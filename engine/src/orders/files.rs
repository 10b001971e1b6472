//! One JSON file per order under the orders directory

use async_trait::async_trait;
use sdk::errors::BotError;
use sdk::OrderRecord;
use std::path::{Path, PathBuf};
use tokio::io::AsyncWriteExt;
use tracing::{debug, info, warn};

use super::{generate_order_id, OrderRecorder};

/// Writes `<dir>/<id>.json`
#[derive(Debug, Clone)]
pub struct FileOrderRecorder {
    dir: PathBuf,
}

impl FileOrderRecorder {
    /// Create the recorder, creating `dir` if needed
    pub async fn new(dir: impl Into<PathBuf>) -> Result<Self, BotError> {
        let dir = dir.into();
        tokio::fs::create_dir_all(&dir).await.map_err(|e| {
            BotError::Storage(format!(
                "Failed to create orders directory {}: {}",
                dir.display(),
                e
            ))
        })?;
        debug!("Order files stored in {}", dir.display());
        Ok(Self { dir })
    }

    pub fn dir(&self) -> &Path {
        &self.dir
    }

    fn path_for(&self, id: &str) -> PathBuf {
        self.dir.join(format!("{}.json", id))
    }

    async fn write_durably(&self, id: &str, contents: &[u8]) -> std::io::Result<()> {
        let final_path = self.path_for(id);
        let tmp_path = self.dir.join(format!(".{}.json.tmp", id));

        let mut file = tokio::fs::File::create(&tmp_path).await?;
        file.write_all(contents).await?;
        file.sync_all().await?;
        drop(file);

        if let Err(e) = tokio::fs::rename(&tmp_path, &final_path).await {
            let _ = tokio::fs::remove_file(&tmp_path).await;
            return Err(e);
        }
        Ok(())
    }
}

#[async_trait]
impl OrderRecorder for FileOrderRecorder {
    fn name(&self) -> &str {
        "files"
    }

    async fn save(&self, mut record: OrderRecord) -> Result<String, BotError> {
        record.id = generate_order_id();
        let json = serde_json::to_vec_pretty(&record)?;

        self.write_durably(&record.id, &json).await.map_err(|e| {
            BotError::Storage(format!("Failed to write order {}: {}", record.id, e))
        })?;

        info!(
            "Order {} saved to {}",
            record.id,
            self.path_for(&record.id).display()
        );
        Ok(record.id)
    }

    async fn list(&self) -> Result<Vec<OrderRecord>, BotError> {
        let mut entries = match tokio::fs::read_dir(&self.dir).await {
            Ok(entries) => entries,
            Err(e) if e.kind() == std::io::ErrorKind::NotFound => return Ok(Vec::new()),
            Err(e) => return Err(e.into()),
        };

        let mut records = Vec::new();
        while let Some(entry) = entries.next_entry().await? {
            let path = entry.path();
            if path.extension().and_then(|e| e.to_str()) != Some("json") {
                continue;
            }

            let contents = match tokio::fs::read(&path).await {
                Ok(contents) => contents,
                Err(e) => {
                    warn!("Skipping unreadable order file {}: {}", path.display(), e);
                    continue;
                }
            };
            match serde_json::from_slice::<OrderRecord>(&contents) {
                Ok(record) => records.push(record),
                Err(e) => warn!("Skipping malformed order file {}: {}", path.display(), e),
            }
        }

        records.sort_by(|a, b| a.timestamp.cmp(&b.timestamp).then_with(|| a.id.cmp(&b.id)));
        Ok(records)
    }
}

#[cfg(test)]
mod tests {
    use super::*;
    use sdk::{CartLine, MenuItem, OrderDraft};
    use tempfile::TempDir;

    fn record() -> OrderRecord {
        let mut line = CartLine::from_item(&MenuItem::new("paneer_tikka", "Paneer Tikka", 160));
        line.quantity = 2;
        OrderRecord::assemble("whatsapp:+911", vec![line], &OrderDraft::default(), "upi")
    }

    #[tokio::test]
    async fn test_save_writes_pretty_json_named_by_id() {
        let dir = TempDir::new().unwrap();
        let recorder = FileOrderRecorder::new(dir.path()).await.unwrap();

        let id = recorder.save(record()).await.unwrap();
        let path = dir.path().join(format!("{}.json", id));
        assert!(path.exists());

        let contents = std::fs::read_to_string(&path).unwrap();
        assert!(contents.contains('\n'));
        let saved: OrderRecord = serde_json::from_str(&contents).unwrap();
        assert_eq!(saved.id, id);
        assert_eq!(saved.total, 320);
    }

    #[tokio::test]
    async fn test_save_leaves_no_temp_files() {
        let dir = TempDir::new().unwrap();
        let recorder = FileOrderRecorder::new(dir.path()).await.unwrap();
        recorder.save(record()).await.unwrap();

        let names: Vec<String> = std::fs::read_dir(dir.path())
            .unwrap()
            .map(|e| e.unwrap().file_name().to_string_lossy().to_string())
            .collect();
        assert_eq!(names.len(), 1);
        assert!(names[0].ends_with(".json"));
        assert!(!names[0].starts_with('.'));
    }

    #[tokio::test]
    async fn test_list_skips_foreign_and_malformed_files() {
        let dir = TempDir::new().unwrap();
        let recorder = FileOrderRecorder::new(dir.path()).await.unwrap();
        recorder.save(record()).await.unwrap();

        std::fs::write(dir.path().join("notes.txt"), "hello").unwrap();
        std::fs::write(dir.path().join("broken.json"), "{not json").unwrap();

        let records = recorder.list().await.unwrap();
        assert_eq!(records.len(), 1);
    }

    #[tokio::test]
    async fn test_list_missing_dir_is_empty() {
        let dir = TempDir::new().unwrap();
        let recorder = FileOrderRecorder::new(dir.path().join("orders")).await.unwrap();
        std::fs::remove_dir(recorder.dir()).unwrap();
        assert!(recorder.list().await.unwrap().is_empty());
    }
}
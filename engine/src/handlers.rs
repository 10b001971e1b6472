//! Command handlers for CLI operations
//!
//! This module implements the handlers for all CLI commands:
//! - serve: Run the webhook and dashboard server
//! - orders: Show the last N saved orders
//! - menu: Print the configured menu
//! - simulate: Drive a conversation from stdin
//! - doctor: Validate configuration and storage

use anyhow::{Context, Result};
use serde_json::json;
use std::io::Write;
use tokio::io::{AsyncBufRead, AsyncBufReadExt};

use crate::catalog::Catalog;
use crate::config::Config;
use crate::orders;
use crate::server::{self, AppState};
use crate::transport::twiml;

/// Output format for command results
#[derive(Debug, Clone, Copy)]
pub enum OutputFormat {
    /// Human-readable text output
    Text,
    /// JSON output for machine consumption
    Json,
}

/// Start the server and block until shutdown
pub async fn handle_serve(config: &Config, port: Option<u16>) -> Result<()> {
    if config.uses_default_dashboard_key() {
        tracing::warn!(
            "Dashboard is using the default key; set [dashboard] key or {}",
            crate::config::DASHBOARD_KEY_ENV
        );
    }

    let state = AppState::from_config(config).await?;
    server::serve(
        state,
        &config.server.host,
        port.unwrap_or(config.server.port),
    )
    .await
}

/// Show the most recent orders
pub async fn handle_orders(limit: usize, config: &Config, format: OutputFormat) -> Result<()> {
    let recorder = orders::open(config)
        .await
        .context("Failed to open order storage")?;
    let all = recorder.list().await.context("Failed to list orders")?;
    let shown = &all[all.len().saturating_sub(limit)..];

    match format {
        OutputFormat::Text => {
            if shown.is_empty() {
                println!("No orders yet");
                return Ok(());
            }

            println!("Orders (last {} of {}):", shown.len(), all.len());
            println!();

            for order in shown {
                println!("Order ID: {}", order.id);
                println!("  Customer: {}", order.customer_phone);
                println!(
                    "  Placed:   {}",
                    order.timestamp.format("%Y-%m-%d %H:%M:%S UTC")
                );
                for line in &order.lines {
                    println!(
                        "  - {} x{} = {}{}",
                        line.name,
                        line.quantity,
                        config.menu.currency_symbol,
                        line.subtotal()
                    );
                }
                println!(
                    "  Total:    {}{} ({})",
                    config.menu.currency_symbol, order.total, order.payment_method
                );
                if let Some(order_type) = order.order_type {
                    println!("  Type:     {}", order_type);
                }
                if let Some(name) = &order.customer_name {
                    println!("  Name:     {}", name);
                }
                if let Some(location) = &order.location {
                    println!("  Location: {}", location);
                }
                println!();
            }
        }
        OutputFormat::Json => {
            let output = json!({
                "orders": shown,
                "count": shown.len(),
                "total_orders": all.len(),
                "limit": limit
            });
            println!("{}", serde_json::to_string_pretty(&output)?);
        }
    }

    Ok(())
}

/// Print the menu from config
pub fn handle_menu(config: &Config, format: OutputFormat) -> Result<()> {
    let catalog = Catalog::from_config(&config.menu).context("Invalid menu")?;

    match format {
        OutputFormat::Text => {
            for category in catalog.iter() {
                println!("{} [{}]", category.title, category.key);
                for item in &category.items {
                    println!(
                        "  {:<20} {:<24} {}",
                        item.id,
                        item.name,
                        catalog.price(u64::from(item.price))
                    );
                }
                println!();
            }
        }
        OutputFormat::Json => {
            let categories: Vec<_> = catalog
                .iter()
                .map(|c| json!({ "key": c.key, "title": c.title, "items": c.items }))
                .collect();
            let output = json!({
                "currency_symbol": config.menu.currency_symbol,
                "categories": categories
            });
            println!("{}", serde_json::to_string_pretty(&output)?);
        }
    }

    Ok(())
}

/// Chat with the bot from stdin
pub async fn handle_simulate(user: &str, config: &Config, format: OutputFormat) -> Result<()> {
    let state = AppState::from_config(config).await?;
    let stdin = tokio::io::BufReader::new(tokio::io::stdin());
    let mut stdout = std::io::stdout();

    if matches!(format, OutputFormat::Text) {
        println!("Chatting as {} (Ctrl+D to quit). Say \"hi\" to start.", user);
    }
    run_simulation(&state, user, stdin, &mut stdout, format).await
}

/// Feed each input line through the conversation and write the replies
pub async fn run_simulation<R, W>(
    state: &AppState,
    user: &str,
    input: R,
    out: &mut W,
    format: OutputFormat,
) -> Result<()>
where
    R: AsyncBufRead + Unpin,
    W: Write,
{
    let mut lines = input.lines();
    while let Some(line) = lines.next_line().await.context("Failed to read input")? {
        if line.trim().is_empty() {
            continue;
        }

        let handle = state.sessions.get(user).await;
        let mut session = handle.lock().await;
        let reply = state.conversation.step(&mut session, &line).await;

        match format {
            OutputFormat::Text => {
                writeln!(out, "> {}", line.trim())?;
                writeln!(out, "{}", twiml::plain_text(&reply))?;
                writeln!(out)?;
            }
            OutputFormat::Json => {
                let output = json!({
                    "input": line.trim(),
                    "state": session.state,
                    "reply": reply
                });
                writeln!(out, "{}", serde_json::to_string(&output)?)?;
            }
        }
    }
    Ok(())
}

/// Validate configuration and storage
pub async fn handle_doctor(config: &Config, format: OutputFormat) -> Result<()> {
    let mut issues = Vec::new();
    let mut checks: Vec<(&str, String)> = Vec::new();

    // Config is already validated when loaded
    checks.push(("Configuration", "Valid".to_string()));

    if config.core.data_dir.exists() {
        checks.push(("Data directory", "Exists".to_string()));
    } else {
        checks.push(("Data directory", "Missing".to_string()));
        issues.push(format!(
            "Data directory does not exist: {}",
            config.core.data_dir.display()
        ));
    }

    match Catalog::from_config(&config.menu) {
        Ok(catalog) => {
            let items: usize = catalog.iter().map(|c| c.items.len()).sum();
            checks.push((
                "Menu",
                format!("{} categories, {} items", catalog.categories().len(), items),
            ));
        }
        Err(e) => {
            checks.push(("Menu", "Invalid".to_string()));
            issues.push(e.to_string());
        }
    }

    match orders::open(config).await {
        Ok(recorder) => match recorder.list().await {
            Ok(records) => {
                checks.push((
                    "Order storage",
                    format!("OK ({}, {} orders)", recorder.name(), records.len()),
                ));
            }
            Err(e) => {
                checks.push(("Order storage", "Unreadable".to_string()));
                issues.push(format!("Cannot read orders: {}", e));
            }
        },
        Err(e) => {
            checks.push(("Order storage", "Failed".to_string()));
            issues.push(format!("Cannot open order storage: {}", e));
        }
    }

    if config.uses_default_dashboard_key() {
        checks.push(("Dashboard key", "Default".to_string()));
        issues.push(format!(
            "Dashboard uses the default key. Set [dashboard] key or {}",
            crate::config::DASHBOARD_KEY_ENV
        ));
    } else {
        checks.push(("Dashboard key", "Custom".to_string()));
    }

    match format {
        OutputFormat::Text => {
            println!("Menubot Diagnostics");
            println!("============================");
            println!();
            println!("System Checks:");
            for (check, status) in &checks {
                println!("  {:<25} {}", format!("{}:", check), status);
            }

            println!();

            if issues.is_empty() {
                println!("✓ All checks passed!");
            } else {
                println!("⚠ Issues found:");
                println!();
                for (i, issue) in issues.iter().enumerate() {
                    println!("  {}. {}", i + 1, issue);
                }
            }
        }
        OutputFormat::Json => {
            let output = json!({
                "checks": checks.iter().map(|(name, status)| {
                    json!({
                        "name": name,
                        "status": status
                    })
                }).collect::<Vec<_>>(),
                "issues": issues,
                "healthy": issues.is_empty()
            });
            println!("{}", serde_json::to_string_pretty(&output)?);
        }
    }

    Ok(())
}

+ + + +

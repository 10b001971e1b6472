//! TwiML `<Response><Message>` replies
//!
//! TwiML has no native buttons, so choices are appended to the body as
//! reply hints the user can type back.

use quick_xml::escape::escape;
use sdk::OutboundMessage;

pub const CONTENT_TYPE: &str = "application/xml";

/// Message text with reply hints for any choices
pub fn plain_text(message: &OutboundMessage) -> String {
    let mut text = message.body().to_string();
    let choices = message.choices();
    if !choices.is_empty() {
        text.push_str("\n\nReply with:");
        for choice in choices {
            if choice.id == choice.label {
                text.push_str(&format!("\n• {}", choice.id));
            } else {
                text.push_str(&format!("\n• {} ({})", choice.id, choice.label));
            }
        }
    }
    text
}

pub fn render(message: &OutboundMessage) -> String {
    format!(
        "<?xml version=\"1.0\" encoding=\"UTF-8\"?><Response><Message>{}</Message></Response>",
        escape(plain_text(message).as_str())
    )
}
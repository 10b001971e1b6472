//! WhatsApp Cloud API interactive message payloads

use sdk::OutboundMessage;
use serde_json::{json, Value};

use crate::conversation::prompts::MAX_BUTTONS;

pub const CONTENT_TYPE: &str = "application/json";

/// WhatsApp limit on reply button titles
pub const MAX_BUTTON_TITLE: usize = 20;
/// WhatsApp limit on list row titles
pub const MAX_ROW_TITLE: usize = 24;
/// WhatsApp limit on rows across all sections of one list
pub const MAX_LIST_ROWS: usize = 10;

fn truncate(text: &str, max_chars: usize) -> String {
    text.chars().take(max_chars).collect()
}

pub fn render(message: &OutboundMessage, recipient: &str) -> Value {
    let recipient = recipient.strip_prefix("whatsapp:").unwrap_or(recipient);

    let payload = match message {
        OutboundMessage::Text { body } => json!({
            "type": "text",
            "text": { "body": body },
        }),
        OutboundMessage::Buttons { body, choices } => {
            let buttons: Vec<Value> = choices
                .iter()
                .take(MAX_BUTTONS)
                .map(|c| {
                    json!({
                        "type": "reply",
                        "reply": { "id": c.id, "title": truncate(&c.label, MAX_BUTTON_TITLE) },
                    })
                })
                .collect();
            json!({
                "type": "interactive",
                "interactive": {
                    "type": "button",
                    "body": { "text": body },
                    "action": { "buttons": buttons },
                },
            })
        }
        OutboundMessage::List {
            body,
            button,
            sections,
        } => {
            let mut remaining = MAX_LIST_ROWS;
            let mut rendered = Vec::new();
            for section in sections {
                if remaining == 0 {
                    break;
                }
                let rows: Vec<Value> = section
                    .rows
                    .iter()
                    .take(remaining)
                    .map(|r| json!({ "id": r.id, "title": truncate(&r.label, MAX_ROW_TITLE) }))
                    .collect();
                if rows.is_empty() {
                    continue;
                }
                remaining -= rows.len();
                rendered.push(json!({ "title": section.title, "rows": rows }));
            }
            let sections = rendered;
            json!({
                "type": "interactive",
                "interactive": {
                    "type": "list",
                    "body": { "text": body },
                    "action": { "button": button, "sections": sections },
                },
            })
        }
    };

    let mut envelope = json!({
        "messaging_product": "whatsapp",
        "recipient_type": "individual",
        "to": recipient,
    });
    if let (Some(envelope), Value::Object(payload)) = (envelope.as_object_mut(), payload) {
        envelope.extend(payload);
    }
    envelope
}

+ + + +

* Aim of the exercise: Go back to the listing above. Copy word for word the lines from the one with "Ok(record.id)" through the one with "Err(e) => return", and nothing more.

* Written answer:
        Ok(record.id)
    }

    async fn list(&self) -> Result<Vec<OrderRecord>, BotError> {
        let mut entries = match tokio::fs::read_dir(&self.dir).await {
            Ok(entries) => entries,
            Err(e) if e.kind() == std::io::ErrorKind::NotFound => return Ok(Vec::new()),
            Err(e) => return Err(e.into()),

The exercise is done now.